The Language of Intelligence: Could Mandarin Be the Secret to Smarter AI?

4 min read Original article ↗

As large language models (LLMs) continue to reshape how we interact with technology, a quiet but profound question is starting to emerge among researchers: Does the language we use to train LLMs matter more than we think?

Michela Tjan Sakti Effendie

Press enter or click to view image in full size

Photo by Cherry Lin on Unsplash

There has been chatter in Reddit that some Chinese labs are building LLMs that are faster and more efficient using significantly less training data, and the reason may come down to the language itself. Not the algorithm, not the GPU count, but Mandarin.

It sounds almost mythical, but there may be linguistic and symbolic truth behind the claim.

Mandarin as a Training Language: More Signal, Less Noise?

Mandarin Chinese is a logographic language with a high density of meaning per symbol. A single character like “细胞” (xìbāo, meaning “biological cell”) conveys a precise concept that avoids the ambiguity of an English word like “cell,” which can mean anything from a prison to a battery to a biology term.

While the average Mandarin speaker uses about 2,000–3,000 characters, the full language spans 50,000+ symbols, many of which encode specialized knowledge in science, law, or literature. This rich symbolic structure could provide a more compact and unambiguous training dataset, enabling models to learn associations more quickly and precisely.

And when the goal is symbolic compression, getting maximum meaning with minimum tokens, Mandarin might just be the ideal internal representation language for LLMs.

SynthLang: A prompt language inspired by a Japanese Kanji

Inspired by this idea, a new class of symbolic languages for AI is emerging. One such concept is SynthLang, an artificial prompt language built on the structural philosophy of logographic systems like Chinese Kanji and Japanese shorthand.

SynthLang is a machine-optimized symbolic language designed to express prompts and internal reasoning paths with maximal information density and minimal ambiguity. Drawing inspiration from Kanji and scientific notations, it encodes semantic structures, tasks, and reasoning chains into compressed symbols. These symbols are not meant to be human-readable but are fully interpretable by LLMs. The goal is to act as an efficient “inner monologue” for AI, minimizing token usage while preserving logical structure, much like Mandarin does in natural language.

LLMLingua: Microsoft’s Proof That Less Can Be More

Enter LLMLingua, a prompt-compression technique developed by Microsoft Research and presented at EMNLP 2023. The team demonstrated that LLMs don’t need verbose prompts to perform well. Using a smaller LLM (e.g., GPT-2-small or LLaMA-7B), they compressed long prompts up to 20x while retaining performance on reasoning, summarization, and dialogue tasks.

Here’s the kicker: the compressed prompts, while unreadable to humans, were still perfectly interpretable to the LLM. And when expanded back by GPT-4, they retained nearly all of the original reasoning steps — especially in complex chain-of-thought prompts.

This mirrors the speculative advantage of Mandarin: compression without loss. A more symbolic or semantically packed language might be doing for the model what LLMLingua does at the algorithmic level — streamlining understanding.

Could the “Ultimate LLM” Think in Symbols?

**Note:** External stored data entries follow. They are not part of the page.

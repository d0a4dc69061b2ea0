//! Method table consulted by the dispatcher
//!
//! Built once before the server starts accepting and shared read-only afterwards.

use std::{collections::HashMap, sync::Arc};

use async_trait::async_trait;
use serde_json::Value;

use crate::{errors::RpcError, rpc::request::Params};

#[async_trait]
pub trait RpcMethod: Send + Sync {
    async fn call(&self, params: Params) -> Result<Value, RpcError>;
}

/// Adapter so plain closures can be registered as methods.
struct FnMethod<F>(F);

#[async_trait]
impl<F> RpcMethod for FnMethod<F>
where
    F: Fn(Params) -> Result<Value, RpcError> + Send + Sync,
{
    async fn call(&self, params: Params) -> Result<Value, RpcError> {
        (self.0)(params)
    }
}

#[derive(Clone, Default)]
pub struct MethodRegistry {
    methods: HashMap<String, Arc<dyn RpcMethod>>,
}

impl MethodRegistry {
    pub fn new() -> Self {
        Self::default()
    }

    /// Binds `method` to `name`, replacing any previous binding.
    pub fn register(mut self, name: impl Into<String>, method: impl RpcMethod + 'static) -> Self {
        self.methods.insert(name.into(), Arc::new(method));
        self
    }

    pub fn register_fn<F>(self, name: impl Into<String>, method: F) -> Self
    where
        F: Fn(Params) -> Result<Value, RpcError> + Send + Sync + 'static,
    {
        self.register(name, FnMethod(method))
    }

    pub fn resolve(&self, name: &str) -> Option<Arc<dyn RpcMethod>> {
        self.methods.get(name).cloned()
    }

    pub fn method_names(&self) -> Vec<&str> {
        let mut names: Vec<&str> = self.methods.keys().map(String::as_str).collect();
        names.sort_unstable();
        names
    }

    pub fn len(&self) -> usize {
        self.methods.len()
    }

    pub fn is_empty(&self) -> bool {
        self.methods.is_empty()
    }
}

impl std::fmt::Debug for MethodRegistry {
    fn fmt(&self, f: &mut std::fmt::Formatter<'_>) -> std::fmt::Result {
        f.debug_struct("MethodRegistry")
            .field("methods", &self.method_names())
            .finish()
    }
}

#[cfg(test)]
mod tests {
    use serde_json::json;

    use super::*;

    #[tokio::test]
    async fn resolves_registered_closure() {
        let registry = MethodRegistry::new().register_fn("ping", |_| Ok(json!("pong")));

        let method = registry.resolve("ping").expect("ping should be registered");
        let result = method.call(Params::default()).await.expect("ping succeeds");
        assert_eq!(result, json!("pong"));
    }

    #[test]
    fn lookup_is_exact_and_case_sensitive() {
        let registry = MethodRegistry::new().register_fn("suma", |_| Ok(Value::Null));

        assert!(registry.resolve("suma").is_some());
        assert!(registry.resolve("Suma").is_none());
        assert!(registry.resolve("suma ").is_none());
        assert!(registry.resolve("").is_none());
    }

    #[tokio::test]
    async fn register_replaces_existing_binding() {
        let registry = MethodRegistry::new()
            .register_fn("version", |_| Ok(json!(1)))
            .register_fn("version", |_| Ok(json!(2)));

        assert_eq!(registry.len(), 1);
        let method = registry.resolve("version").expect("version registered");
        assert_eq!(
            method.call(Params::default()).await.expect("call succeeds"),
            json!(2)
        );
    }

    #[test]
    fn method_names_are_sorted() {
        let registry = MethodRegistry::new()
            .register_fn("b", |_| Ok(Value::Null))
            .register_fn("a", |_| Ok(Value::Null));

        assert_eq!(registry.method_names(), vec!["a", "b"]);
        assert!(!registry.is_empty());
        assert!(MethodRegistry::new().is_empty());
    }
}
use std::{net::SocketAddr, sync::Arc, time::Duration};

use tokio::{
    io::{AsyncRead, AsyncWrite, AsyncWriteExt},
    net::{TcpListener, TcpSocket, TcpStream},
};
use tracing::{info, warn};

use crate::{
    config::Config,
    errors::{RpcError, ServerError},
    logging::connection_logging,
    registry::MethodRegistry,
    rpc::{dispatch::handle_payload, response::Response},
    transport::framing::{read_request, FrameError},
};

pub const LISTEN_BACKLOG: u32 = 5;

#[derive(Debug, Clone, Copy, PartialEq, Eq)]
pub struct ConnectionSettings {
    pub read_timeout: Option<Duration>,
    pub max_request_bytes: usize,
}

impl From<&Config> for ConnectionSettings {
    fn from(config: &Config) -> Self {
        Self {
            read_timeout: config.read_timeout,
            max_request_bytes: config.max_request_bytes,
        }
    }
}

/// How a connection ended, as reported in the connection summary log.
#[derive(Debug, Clone, Copy, PartialEq, Eq)]
pub enum ConnectionOutcome {
    Empty,
    Responded { request_bytes: usize, error: bool },
    Rejected { request_bytes: usize },
    TimedOut,
    Failed,
}

impl ConnectionOutcome {
    pub fn as_str(&self) -> &'static str {
        match self {
            Self::Empty => "empty",
            Self::Responded { error: false, .. } => "success",
            Self::Responded { error: true, .. } => "failure",
            Self::Rejected { .. } => "rejected",
            Self::TimedOut => "timed_out",
            Self::Failed => "io_error",
        }
    }

    pub fn request_bytes(&self) -> usize {
        match self {
            Self::Responded { request_bytes, .. } | Self::Rejected { request_bytes } => {
                *request_bytes
            }
            Self::Empty | Self::TimedOut | Self::Failed => 0,
        }
    }
}

#[derive(Debug)]
pub struct RpcServer {
    listener: TcpListener,
    registry: Arc<MethodRegistry>,
    settings: ConnectionSettings,
}

impl RpcServer {
    /// Resolves and binds the configured address. Any failure here is fatal.
    pub async fn bind(config: &Config, registry: MethodRegistry) -> Result<Self, ServerError> {
        let addr = config.bind_socket().await?;
        let listener = listen(addr).map_err(|source| ServerError::Bind { addr, source })?;

        Ok(Self {
            listener,
            registry: Arc::new(registry),
            settings: ConnectionSettings::from(config),
        })
    }

    pub fn local_addr(&self) -> Result<SocketAddr, ServerError> {
        Ok(self.listener.local_addr()?)
    }

    /// Accepts connections forever, serving each on its own task.
    pub async fn serve(self) -> Result<(), ServerError> {
        info!(
            local_addr = %self.local_addr()?,
            methods = ?self.registry.method_names(),
            "rpc server accepting connections"
        );

        loop {
            let (stream, peer) = match self.listener.accept().await {
                Ok(accepted) => accepted,
                Err(err) => {
                    warn!(error = %err, "failed to accept connection");
                    continue;
                }
            };

            let registry = Arc::clone(&self.registry);
            let settings = self.settings;
            tokio::spawn(async move {
                connection_logging(peer, handle_connection(stream, &registry, settings)).await;
            });
        }
    }
}

fn listen(addr: SocketAddr) -> std::io::Result<TcpListener> {
    let socket = if addr.is_ipv4() {
        TcpSocket::new_v4()?
    } else {
        TcpSocket::new_v6()?
    };
    socket.set_reuseaddr(true)?;
    socket.bind(addr)?;
    socket.listen(LISTEN_BACKLOG)
}

async fn handle_connection(
    mut stream: TcpStream,
    registry: &MethodRegistry,
    settings: ConnectionSettings,
) -> ConnectionOutcome {
    let outcome = serve_stream(&mut stream, registry, settings).await;
    if let Err(err) = stream.shutdown().await {
        if err.kind() != std::io::ErrorKind::NotConnected {
            warn!(error = %err, "failed to shut down connection");
        }
    }
    outcome
}

/// Runs one read, process, write cycle on `stream`. Never writes more than one response.
pub async fn serve_stream<S>(
    stream: &mut S,
    registry: &MethodRegistry,
    settings: ConnectionSettings,
) -> ConnectionOutcome
where
    S: AsyncRead + AsyncWrite + Unpin,
{
    let read = read_request(stream, settings.max_request_bytes);
    let frame = match settings.read_timeout {
        Some(limit) => tokio::time::timeout(limit, read)
            .await
            .unwrap_or(Err(FrameError::TimedOut)),
        None => read.await,
    };

    let (response, outcome) = match frame {
        Ok(None) => return ConnectionOutcome::Empty,
        Ok(Some(payload)) => {
            let response = handle_payload(registry, &payload).await;
            let outcome = ConnectionOutcome::Responded {
                request_bytes: payload.len(),
                error: response.is_error(),
            };
            (response, outcome)
        }
        Err(FrameError::RequestTooLarge { size, max_size }) => {
            let err = RpcError::internal(format!(
                "request of {size} bytes exceeds {max_size} byte limit"
            ));
            warn!(error = %err, "request rejected");
            (
                Response::failure(None, &err),
                ConnectionOutcome::Rejected {
                    request_bytes: size,
                },
            )
        }
        Err(FrameError::TimedOut) => {
            warn!("timed out waiting for request");
            return ConnectionOutcome::TimedOut;
        }
        Err(err @ FrameError::Io(_)) => {
            warn!(error = %err, "failed to read request");
            return ConnectionOutcome::Failed;
        }
    };

    let bytes = response.encode();
    if let Err(err) = write_response(stream, &bytes).await {
        warn!(error = %err, "failed to write response");
        return ConnectionOutcome::Failed;
    }

    outcome
}

async fn write_response<S>(stream: &mut S, bytes: &[u8]) -> std::io::Result<()>
where
    S: AsyncWrite + Unpin,
{
    stream.write_all(bytes).await?;
    stream.flush().await
}

#[cfg(test)]
mod tests {
    use serde_json::{json, Value};
    use tokio::io::{duplex, AsyncReadExt};

    use super::*;
    use crate::build_registry;

    fn settings() -> ConnectionSettings {
        ConnectionSettings {
            read_timeout: Some(Duration::from_secs(5)),
            max_request_bytes: 1024,
        }
    }

    async fn exchange(
        request: &[u8],
        settings: ConnectionSettings,
    ) -> (ConnectionOutcome, Value) {
        let (mut client, mut server) = duplex(4096);
        client.write_all(request).await.expect("request written");
        client.shutdown().await.expect("client half-close");

        let outcome = serve_stream(&mut server, &build_registry(), settings).await;
        drop(server);

        let mut raw = Vec::new();
        client.read_to_end(&mut raw).await.expect("response read");
        (outcome, serde_json::from_slice(&raw).expect("response is json"))
    }

    #[tokio::test]
    async fn serves_one_request() {
        let request = br#"{"method":"suma","params":{"a":1,"b":2},"id":"x"}"#;
        let (outcome, response) = exchange(request, settings()).await;

        assert_eq!(response, json!({"jsonrpc": "2.0", "result": 3, "id": "x"}));
        assert_eq!(outcome.as_str(), "success");
        assert!(outcome.request_bytes() > 0);
    }

    #[tokio::test]
    async fn oversize_request_gets_internal_error() {
        let mut payload = br#"{"method":"suma","params":{"pad":""#.to_vec();
        payload.extend(std::iter::repeat(b'x').take(2048));
        payload.extend_from_slice(br#""},"id":1}"#);

        let (outcome, response) = exchange(&payload, settings()).await;

        assert_eq!(response["error"]["code"], json!(-32603));
        assert_eq!(response["id"], Value::Null);
        assert!(matches!(outcome, ConnectionOutcome::Rejected { .. }));
    }

    #[tokio::test]
    async fn empty_connection_gets_no_response() {
        let (mut client, mut server) = duplex(64);
        client.shutdown().await.expect("client half-close");

        let outcome = serve_stream(&mut server, &build_registry(), settings()).await;
        drop(server);

        let mut raw = Vec::new();
        client.read_to_end(&mut raw).await.expect("read succeeds");
        assert_eq!(outcome, ConnectionOutcome::Empty);
        assert!(raw.is_empty());
    }

    #[tokio::test(start_paused = true)]
    async fn idle_client_times_out() {
        let (_client, mut server) = duplex(64);
        let settings = ConnectionSettings {
            read_timeout: Some(Duration::from_secs(1)),
            ..settings()
        };

        let outcome = serve_stream(&mut server, &build_registry(), settings).await;
        assert_eq!(outcome, ConnectionOutcome::TimedOut);
    }
}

If languages like Mandarin can help models think more clearly, group concepts better, and reason more effectively, what’s the next step? Some believe it’s developing a universal symbolic language, one built specifically for machine reasoning. A language that’s optimized not for human expression, but for AI cognition.

Just as math underpins physics, perhaps a symbolic meta-language will someday underpin artificial general intelligence (AGI).

TL;DR:

  • Some Chinese researchers believe Mandarin helps LLMs train faster and perform better due to its symbolic precision.
  • Microsoft’s LLMLingua proves that models can compress prompts 20x and still retain performance, suggesting symbolic efficiency is key.
  • This raises the question: Should we design symbolic languages for LLMs to “think” in?

Language is not just a vessel for thought, it shapes it. And for LLMs, it may be the difference between thinking fast and thinking deep.